START Material to process
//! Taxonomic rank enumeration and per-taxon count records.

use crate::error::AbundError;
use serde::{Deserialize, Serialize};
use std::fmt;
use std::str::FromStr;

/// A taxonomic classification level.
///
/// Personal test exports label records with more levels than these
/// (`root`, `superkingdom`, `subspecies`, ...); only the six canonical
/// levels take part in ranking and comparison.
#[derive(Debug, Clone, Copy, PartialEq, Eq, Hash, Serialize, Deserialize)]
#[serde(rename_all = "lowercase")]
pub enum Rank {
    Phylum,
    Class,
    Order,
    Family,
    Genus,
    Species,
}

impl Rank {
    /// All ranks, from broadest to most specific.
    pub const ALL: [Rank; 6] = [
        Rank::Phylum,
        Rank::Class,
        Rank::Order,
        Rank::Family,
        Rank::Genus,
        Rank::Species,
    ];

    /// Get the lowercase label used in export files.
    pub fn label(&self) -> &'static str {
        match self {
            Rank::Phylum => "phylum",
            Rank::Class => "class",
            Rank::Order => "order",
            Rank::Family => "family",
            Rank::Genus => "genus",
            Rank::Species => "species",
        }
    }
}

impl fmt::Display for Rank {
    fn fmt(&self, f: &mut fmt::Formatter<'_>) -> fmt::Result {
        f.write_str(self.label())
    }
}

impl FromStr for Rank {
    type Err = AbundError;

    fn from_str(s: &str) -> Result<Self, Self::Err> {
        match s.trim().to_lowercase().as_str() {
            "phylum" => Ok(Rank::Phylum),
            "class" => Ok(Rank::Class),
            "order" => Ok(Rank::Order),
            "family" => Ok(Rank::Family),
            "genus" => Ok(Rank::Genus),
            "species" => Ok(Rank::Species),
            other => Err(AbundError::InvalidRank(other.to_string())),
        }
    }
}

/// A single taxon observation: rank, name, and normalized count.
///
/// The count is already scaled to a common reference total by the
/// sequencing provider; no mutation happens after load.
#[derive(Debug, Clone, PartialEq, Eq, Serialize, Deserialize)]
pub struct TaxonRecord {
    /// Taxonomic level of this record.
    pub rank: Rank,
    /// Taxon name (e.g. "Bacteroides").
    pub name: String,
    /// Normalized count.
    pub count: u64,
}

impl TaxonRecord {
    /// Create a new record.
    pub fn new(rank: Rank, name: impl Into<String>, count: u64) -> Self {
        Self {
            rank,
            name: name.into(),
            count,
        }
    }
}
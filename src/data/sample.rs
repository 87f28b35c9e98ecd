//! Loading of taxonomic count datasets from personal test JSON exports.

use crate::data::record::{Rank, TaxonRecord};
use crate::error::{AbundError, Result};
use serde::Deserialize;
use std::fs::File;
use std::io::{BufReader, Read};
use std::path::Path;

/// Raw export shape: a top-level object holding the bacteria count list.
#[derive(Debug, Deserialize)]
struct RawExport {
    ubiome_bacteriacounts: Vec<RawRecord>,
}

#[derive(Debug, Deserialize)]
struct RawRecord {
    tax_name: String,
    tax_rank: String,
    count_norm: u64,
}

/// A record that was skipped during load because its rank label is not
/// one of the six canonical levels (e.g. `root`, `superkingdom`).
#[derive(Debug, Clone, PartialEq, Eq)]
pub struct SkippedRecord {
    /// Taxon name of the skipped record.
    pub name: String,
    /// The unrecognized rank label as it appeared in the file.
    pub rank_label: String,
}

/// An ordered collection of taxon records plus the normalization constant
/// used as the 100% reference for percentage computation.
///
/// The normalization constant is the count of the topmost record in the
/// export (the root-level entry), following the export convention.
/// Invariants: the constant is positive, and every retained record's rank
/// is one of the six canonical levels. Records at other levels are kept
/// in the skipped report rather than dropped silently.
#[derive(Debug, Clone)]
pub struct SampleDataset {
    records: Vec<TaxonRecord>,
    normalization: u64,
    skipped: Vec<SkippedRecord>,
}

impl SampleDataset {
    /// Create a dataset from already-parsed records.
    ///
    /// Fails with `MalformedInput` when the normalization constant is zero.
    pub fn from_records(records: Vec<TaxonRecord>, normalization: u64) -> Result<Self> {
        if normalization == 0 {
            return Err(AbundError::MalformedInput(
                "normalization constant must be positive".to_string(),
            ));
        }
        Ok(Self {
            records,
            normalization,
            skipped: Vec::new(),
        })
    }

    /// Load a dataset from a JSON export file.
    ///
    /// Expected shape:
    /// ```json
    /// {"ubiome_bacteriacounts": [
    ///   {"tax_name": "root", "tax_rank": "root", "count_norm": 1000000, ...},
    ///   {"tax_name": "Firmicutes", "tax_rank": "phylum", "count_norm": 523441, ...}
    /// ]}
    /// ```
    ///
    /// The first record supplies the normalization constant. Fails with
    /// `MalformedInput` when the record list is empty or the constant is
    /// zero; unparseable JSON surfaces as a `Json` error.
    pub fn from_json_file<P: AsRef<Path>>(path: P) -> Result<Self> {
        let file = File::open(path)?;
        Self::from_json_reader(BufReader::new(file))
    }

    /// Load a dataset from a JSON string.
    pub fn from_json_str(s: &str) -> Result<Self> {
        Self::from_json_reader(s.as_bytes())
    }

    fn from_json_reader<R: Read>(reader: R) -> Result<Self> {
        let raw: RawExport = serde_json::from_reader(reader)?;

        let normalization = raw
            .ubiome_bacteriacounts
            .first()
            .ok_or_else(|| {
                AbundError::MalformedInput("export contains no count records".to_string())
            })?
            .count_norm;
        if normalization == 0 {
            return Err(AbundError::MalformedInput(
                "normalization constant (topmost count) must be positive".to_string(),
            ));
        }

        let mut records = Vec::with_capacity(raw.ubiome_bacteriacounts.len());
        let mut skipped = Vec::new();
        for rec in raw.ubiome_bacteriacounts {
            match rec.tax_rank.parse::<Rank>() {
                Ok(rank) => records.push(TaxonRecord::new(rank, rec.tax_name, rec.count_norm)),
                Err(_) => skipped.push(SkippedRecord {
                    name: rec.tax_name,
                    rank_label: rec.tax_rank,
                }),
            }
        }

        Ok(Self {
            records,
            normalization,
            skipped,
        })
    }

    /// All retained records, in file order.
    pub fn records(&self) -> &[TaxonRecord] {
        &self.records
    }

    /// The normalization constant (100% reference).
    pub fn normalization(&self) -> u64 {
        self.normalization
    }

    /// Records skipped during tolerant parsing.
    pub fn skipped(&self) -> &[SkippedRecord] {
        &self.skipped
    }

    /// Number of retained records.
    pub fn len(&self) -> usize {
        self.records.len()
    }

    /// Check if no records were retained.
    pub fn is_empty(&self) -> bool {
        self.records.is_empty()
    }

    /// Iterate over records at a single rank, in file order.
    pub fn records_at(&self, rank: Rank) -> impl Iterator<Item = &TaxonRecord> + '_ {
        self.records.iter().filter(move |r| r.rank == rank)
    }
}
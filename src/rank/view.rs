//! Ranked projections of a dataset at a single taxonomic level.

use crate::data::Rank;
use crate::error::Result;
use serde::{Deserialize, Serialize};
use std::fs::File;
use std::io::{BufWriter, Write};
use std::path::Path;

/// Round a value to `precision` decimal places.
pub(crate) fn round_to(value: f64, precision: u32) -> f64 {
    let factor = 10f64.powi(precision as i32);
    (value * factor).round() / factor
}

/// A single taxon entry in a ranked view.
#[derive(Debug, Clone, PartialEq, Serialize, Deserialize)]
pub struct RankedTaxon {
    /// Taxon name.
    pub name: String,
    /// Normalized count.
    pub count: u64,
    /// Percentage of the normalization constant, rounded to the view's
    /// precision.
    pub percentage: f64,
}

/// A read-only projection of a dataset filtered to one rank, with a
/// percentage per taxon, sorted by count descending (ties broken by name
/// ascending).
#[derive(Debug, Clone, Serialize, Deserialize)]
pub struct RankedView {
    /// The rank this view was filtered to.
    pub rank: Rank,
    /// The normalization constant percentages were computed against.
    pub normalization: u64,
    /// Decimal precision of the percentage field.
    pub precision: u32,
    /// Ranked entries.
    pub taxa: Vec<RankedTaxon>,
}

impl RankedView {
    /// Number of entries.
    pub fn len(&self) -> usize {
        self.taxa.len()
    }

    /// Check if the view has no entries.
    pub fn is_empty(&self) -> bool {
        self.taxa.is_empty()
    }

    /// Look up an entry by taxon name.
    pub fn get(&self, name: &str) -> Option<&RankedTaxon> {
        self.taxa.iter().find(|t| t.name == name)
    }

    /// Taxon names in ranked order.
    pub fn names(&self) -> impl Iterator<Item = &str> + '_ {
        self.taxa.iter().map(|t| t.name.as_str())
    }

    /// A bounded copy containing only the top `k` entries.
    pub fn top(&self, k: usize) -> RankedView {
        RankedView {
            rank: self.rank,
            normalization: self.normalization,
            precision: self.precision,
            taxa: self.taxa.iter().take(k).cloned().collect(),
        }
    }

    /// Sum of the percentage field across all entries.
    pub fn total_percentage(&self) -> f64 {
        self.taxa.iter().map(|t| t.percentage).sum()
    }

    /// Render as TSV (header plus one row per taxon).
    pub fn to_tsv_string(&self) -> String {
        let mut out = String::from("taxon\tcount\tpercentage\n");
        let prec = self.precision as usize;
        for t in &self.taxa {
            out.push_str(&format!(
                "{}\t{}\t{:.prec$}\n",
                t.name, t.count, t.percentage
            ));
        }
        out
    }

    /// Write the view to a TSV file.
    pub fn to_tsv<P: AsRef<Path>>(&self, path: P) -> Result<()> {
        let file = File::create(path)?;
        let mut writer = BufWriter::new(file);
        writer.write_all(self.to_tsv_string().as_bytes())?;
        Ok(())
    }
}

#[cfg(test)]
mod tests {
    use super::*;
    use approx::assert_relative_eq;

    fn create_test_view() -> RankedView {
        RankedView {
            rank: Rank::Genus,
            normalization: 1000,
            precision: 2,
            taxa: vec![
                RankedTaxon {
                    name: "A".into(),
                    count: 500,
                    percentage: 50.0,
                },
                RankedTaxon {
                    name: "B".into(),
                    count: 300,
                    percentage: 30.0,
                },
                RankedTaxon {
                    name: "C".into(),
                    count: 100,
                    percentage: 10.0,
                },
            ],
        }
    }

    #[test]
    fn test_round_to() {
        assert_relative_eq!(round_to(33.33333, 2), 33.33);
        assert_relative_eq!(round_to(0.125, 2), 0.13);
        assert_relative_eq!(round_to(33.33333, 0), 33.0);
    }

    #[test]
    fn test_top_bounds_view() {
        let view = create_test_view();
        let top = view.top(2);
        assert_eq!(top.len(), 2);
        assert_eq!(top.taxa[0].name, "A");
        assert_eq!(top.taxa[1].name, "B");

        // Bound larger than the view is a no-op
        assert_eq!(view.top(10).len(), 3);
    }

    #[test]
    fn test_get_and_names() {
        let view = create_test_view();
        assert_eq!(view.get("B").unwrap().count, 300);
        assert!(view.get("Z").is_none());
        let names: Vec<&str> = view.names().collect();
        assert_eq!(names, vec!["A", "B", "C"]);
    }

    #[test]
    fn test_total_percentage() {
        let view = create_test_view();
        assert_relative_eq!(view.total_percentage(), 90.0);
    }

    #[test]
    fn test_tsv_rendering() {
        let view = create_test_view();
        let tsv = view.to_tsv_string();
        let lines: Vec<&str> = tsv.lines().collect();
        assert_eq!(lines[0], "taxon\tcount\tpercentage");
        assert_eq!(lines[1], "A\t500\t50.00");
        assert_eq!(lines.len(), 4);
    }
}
END Material to process
Among the lines above, find those carrying the word "FromStr" and copy them out.

▶ _Answer area_:
use std::str::FromStr;
impl FromStr for Rank {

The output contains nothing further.